Calorie restriction tied to reduced blood pressure, cholesterol and insulin resistance, among other health factors – To live longer, you may want to eat less.
A new study found that patients who reduced their total calorie intake had reduced blood pressure, cholesterol and insulin resistance — all factors tied to life span.
“It is encouraging to find positive effects when we test interventions that might affect diseases and declines associated with advancing age,” said Richard J. Hodes, MD, director of the National Institute on Aging (NIA), in a press release.
“However, we need to learn much more about the health consequences of this type of intervention in healthy people before considering dietary recommendations. In the meantime, we do know that exercise and maintaining a healthy weight and diet can contribute to healthy aging.”
Calorie restriction is all about reducing daily calorie intake without depriving the body of essential nutrients. In other words, reach for the fruits, veggies and healthy proteins — not sugar-laden empty calories.
And plenty of past animal studies have found positive effects of calorie restriction, but this is among the first randomized, controlled trials to test the effects in humans, according to the National Institutes of Health.
To do so, study author Evan C. Hadley, MD, director of the NIA Division of Geriatrics and Clinical Gerontology, and colleagues asked some of the study patients to restrict their calorie intake for two years. The other patients — the control group — did not change their diets.
On average, the calorie-restriction patients lost 10 percent of their body weight over the course of this study, Dr. Hadley and team found. They were also able to reduce their calorie intake by around 12 percent. Control group patients saw little to no change in these measures.
In addition to their reduced weight, patients who restricted their calorie intake also saw improvements in health measures tied to longevity. Those included a 4 percent drop in blood pressure, a 6 percent drop in cholesterol and a 47 percent drop in C-reactive protein.
High cholesterol and blood pressure have long been tied to an increased risk of heart disease. The same goes for C-reactive protein, which is a blood marker that signals inflammation.
Calorie-restriction patients also saw declines in insulin resistance. Resistance to insulin, the hormone that regulates blood sugar, is a risk factor for type 2 diabetes.
This study was published in the September issue of the Journal of Gerontology: Medical Science.
Article source: http://www.dailyrx.com
Calorie restriction is useless unless you do it the healthy way. A Calorie is not just a calorie, because you do get “good” calories and “bad” calories. Try to follow the Manna Diet, restrict or eliminate soft drinks, fruit juices, all white starches and potatoes (“bad calories”).
You will crave for sugar when switching from high carbohydrate diet to low carbohydrate and therefore we recommend that you take the Manna Blood Sugar Support Supplement with each meal to control food and sugar cravings, and suppress appetite.

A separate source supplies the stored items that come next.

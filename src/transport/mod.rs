//! Transfer transport
//!
//! The queue never talks to the network directly. A [`Transport`] streams
//! one resource to a local path, hands back a [`JobId`] before the transfer
//! finishes, and resolves its completion to the status code of the
//! response. An aborted transfer resolves to [`QueueError::Cancelled`].
//!
//! [`QueueError::Cancelled`]: crate::QueueError::Cancelled

#[cfg(feature = "http")]
pub mod http;

#[cfg(feature = "http")]
pub use http::HttpTransport;

use crate::error::Result;
use crate::protocol::JobId;
use async_trait::async_trait;
use futures::future::BoxFuture;
use parking_lot::Mutex;
use std::collections::HashMap;
use std::path::PathBuf;
use std::sync::atomic::{AtomicU64, Ordering};
use std::sync::Arc;
use tokio_util::sync::CancellationToken;

/// Progress callback: `(bytes_written, total_bytes)`
pub type ProgressFn = Arc<dyn Fn(u64, Option<u64>) + Send + Sync>;

/// One transfer to perform
pub struct TransferRequest {
    pub source: String,
    pub destination: PathBuf,
    /// Extra request headers (e.g. authorization)
    pub headers: Vec<(String, String)>,
    pub on_progress: ProgressFn,
}

/// A started transfer
pub struct TransferHandle {
    pub job_id: JobId,
    /// Resolves to the response status, or an error
    pub completion: BoxFuture<'static, Result<u16>>,
}

#[async_trait]
pub trait Transport: Send + Sync {
    /// Start a transfer and return as soon as it has a job id
    async fn transfer(&self, request: TransferRequest) -> Result<TransferHandle>;

    /// Abort a job. Safe to call repeatedly and after completion.
    async fn cancel(&self, job_id: JobId);
}

/// Issues job ids and tracks the cancellation token of each running job
#[derive(Default)]
pub struct JobRegistry {
    next_id: AtomicU64,
    tokens: Mutex<HashMap<JobId, CancellationToken>>,
}

impl JobRegistry {
    pub fn new() -> Self {
        Self::default()
    }

    /// Allocate a job id and its token
    pub fn register(&self) -> (JobId, CancellationToken) {
        let job_id = JobId::new(self.next_id.fetch_add(1, Ordering::Relaxed) + 1);
        let token = CancellationToken::new();
        self.tokens.lock().insert(job_id, token.clone());
        (job_id, token)
    }

    /// Cancel a job if it is still registered
    pub fn cancel(&self, job_id: JobId) -> bool {
        match self.tokens.lock().remove(&job_id) {
            Some(token) => {
                token.cancel();
                true
            }
            None => false,
        }
    }

    /// Forget a job that has finished
    pub fn finish(&self, job_id: JobId) {
        self.tokens.lock().remove(&job_id);
    }

    /// Cancel every registered job
    pub fn cancel_all(&self) {
        for (_, token) in self.tokens.lock().drain() {
            token.cancel();
        }
    }

    pub fn len(&self) -> usize {
        self.tokens.lock().len()
    }

    pub fn is_empty(&self) -> bool {
        self.len() == 0
    }
}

Calorie Restriction Testimonial
Jeremy Davis is 28, is 185cm, and weighs 93kg. But in 2010, he was double his current weight, at 186 kg. This is the story of his weight-loss journey.
The Turning Point
My first memory of knowing that I was overweight was in first grade. The teacher would ask us to put our heads down on the desk, and me being so heavy, I was unable to do it. I knew I was well beyond what I should weigh throughout my childhood and adolescence — I weighed over 91 kg in the fifth grade and 136 kg by the time I got to high school. But it wasn’t until years later, in July 2010 when I went on a mission trip, that I truly knew that something had to change. I was at my breaking point. It was just too hard to keep up with everything and everyone. So, the day we returned, my weight-loss journey began.
At first, my goal was to make small changes. I cut out fast foods and fried foods, and began walking for an hour a day, four to five days a week. As I started dropping more and more weight, though, I would hit plateaus where the losing slowed or stopped, and then I had to become stricter about the foods I ate. This is what led me to calorie counting, which helped tremendously.

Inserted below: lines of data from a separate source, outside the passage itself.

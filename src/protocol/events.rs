//! Queue events
//!
//! Events emitted by the queue. Progress updates travel on their own channel
//! as [`ProgressEvent`] so high-frequency updates never crowd out state events.

use super::types::{DownloadKey, JobId};
use serde::{Deserialize, Serialize};

/// Events emitted by the download queue
#[derive(Debug, Clone, Serialize, Deserialize)]
pub enum QueueEvent {
    /// Files were added to (or replaced in) the queue
    FilesAdded { ids: Vec<String> },
    /// Files were removed from the queue
    FilesRemoved { ids: Vec<String> },
    /// A download session started
    SessionStarted { total: usize },
    /// The session was stopped by the caller
    SessionStopped,
    /// Every file reached a terminal phase
    SessionFinished { summary: SessionSummary },
    /// The transport accepted a transfer
    TransferStarted {
        id: String,
        key: DownloadKey,
        job_id: JobId,
    },
    /// A transfer completed successfully
    TransferCompleted { id: String, key: DownloadKey },
    /// A transfer failed
    TransferFailed {
        id: String,
        key: DownloadKey,
        error: String,
    },
    /// A transfer was cancelled and returned to the queue
    TransferCancelled { id: String, key: DownloadKey },
    /// Post-download verification found a problem (advisory only)
    ChecksumWarning {
        id: String,
        key: DownloadKey,
        message: String,
    },
    /// A metadata record was written for a completed file
    FileRecorded { id: String },
    /// A queue snapshot was restored at startup
    Restored { queued: usize },
}

/// Progress of one key, from the progress store
#[derive(Debug, Clone, PartialEq, Serialize, Deserialize)]
pub struct ProgressEvent {
    pub key: DownloadKey,
    /// Fraction in `0.0..=1.0`, or `None` when the entry was cleared
    pub progress: Option<f64>,
}

/// Outcome counts for one download session
#[derive(Debug, Clone, Copy, PartialEq, Eq, Default, Serialize, Deserialize)]
pub struct SessionSummary {
    pub succeeded: usize,
    pub failed: usize,
    pub total: usize,
}

impl SessionSummary {
    pub fn has_failures(&self) -> bool {
        self.failed > 0
    }

    /// Human-readable completion message
    pub fn message(&self) -> String {
        if self.failed == 0 {
            format!("All {} files downloaded", self.succeeded)
        } else {
            format!("{} succeeded, {} failed", self.succeeded, self.failed)
        }
    }
}

#[cfg(test)]
mod tests {
    use super::*;

    #[test]
    fn summary_messages() {
        let ok = SessionSummary {
            succeeded: 5,
            failed: 0,
            total: 5,
        };
        assert_eq!(ok.message(), "All 5 files downloaded");
        assert!(!ok.has_failures());

        let partial = SessionSummary {
            succeeded: 4,
            failed: 1,
            total: 5,
        };
        assert_eq!(partial.message(), "4 succeeded, 1 failed");
        assert!(partial.has_failures());
    }
}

Slowly, I came to realize that it was important to choose not only light foods that helped me lose weight, but ones that were healthy and good for me, too — like choosing a grilled chicken salad instead of a processed frozen dinner, even if both had the same amount of calories. Eating well made me feel better.
After the first 45 kg were gone, running and weight training became staples in my life. My goals were no longer about weight loss, but performance. I started setting goals to run 5Ks and mud runs, or to do a set number of pull-ups — those motivated me more than any number on the scale.
Today, I’m very mindful of how many calories I consume. I like to eat, and I can eat a lot, so I try to fill my diet with lower-calorie, higher-volume options. For instance, an 80-calorie apple is a much more filling snack than the handful of potato chips that clocks in at 180 calories. In general, I eat lots of fresh fruits and vegetables, homemade salads (restaurant ones can pack in the calories!), skinless chicken, lean steaks, fish, and whole grains.